use std::mem;

use eframe::egui::{Button, Key, RichText, ScrollArea, Spinner, TextEdit, Ui};
use egui_extras::{Size, StripBuilder};

use crate::{
    action::{Action, ActionRequestQueue},
    state::{FeedbackEntry, FeedbackKind, UiState},
};

#[derive(Debug, Clone)]
pub(crate) struct GamePanelViewModel<'a> {
    pub(crate) input_enabled: bool,
    pub(crate) guessing: bool,
    pub(crate) feedback: &'a [FeedbackEntry],
}

pub(crate) fn show(
    ui: &mut Ui,
    vm: &GamePanelViewModel<'_>,
    ui_state: &mut UiState,
    action_queue: &mut ActionRequestQueue,
) {
    StripBuilder::new(ui)
        .size(Size::exact(64.0))
        .size(Size::remainder())
        .vertical(|mut strip| {
            strip.cell(|ui| {
                show_input_row(ui, vm, ui_state, action_queue);
            });
            strip.cell(|ui| {
                show_feedback(ui, vm.feedback);
            });
        });
}

fn show_input_row(
    ui: &mut Ui,
    vm: &GamePanelViewModel<'_>,
    ui_state: &mut UiState,
    action_queue: &mut ActionRequestQueue,
) {
    ui.label(RichText::new("ENTER YOUR GUESS:").strong());
    ui.horizontal(|ui| {
        let edit = ui.add_enabled(
            vm.input_enabled,
            TextEdit::singleline(&mut ui_state.guess_text)
                .hint_text("e.g. 250")
                .desired_width(180.0),
        );
        if mem::take(&mut ui_state.focus_guess) && vm.input_enabled {
            edit.request_focus();
        }
        let enter_pressed = edit.lost_focus() && ui.input(|i| i.key_pressed(Key::Enter));

        let submit = ui.add_enabled(vm.input_enabled, Button::new("SUBMIT GUESS"));
        if vm.input_enabled && (submit.clicked() || enter_pressed) {
            action_queue.request(Action::SubmitGuess);
        }

        if vm.guessing {
            ui.add(Spinner::new());
            ui.label("Checking...");
        }
    });
}

fn show_feedback(ui: &mut Ui, feedback: &[FeedbackEntry]) {
    ui.group(|ui| {
        ui.label(RichText::new("GAME FEEDBACK").strong());
        ui.separator();
        ScrollArea::vertical()
            .stick_to_bottom(true)
            .auto_shrink([false, false])
            .show(ui, |ui| {
                for entry in feedback {
                    let color = match entry.kind {
                        FeedbackKind::Info => ui.visuals().text_color(),
                        FeedbackKind::Success => ui.visuals().warn_fg_color,
                        FeedbackKind::Error => ui.visuals().error_fg_color,
                    };
                    let line =
                        format!("[{}] {}", entry.time.format("%H:%M:%S"), entry.text);
                    ui.label(RichText::new(line).color(color).monospace());
                    ui.add_space(4.0);
                }
            });
    });
}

————————

» **What needs to be done**
Lines with "visuals" in the records above: copy every one of them.

» **Result of the task**
                        FeedbackKind::Info => ui.visuals().text_color(),
                        FeedbackKind::Success => ui.visuals().warn_fg_color,
                        FeedbackKind::Error => ui.visuals().error_fg_color,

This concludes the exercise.